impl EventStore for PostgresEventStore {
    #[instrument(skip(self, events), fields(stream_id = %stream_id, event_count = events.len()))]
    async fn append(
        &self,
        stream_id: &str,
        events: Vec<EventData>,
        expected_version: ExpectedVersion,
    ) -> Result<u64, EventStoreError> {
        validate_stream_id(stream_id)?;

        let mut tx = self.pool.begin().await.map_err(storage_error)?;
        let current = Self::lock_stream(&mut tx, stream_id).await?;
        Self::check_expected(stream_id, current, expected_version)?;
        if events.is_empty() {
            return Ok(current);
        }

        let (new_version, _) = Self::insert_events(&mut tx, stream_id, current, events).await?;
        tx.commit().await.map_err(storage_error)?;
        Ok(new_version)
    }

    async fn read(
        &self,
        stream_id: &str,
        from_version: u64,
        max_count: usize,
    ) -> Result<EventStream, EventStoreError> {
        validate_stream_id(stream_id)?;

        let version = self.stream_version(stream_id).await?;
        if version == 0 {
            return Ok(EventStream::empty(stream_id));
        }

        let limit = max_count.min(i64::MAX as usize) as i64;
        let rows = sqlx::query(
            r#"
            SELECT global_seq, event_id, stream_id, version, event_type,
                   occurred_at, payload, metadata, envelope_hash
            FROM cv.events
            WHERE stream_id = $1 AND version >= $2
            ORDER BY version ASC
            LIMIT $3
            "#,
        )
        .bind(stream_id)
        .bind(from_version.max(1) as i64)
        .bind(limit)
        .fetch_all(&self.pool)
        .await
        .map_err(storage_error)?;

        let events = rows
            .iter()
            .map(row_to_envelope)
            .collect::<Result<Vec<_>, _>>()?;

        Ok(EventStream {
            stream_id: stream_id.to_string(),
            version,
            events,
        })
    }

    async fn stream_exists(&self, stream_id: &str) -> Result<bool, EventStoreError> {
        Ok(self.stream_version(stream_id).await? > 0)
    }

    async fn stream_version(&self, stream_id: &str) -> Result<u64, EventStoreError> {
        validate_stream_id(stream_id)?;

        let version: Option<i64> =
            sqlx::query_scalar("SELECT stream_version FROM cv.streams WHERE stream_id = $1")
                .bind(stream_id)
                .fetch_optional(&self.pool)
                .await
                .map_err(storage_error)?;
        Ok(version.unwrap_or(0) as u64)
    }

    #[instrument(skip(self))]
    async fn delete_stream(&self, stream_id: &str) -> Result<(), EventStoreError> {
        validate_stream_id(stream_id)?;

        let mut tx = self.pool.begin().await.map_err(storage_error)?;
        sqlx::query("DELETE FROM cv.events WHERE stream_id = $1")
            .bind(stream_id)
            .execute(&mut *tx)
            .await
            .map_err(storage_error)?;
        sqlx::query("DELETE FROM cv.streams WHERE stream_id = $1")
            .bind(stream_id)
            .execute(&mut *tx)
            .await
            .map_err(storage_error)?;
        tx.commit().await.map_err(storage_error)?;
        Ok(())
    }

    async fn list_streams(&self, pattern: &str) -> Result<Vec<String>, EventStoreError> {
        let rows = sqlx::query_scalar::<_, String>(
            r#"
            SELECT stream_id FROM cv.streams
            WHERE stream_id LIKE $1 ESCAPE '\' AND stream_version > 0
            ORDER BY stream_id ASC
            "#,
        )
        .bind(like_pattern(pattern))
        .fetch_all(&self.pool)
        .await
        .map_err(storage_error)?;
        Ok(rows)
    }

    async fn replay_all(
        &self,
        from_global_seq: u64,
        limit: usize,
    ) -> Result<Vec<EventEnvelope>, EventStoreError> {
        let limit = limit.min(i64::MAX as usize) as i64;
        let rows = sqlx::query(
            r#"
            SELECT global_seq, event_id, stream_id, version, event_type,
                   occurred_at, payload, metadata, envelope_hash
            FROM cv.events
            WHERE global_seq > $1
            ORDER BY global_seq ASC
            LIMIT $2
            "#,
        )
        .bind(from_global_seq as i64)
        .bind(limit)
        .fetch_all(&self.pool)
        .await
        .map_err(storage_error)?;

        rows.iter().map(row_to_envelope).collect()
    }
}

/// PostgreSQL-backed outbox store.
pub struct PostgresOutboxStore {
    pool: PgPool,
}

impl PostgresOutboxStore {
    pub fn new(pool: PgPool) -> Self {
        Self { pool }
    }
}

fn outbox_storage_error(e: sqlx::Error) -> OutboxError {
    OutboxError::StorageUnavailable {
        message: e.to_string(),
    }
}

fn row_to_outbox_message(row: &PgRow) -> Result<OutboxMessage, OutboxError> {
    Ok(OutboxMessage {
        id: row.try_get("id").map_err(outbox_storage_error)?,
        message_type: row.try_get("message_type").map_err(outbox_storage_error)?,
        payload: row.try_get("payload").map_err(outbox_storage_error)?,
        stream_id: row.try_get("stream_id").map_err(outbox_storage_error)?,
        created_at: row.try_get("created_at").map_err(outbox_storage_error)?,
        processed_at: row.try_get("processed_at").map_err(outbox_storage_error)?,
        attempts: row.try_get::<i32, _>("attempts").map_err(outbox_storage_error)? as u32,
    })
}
▬▬▬
Task goal — Examine the listing above and state the number of lines that contain the word "pattern", with no further remarks.

Response box — 2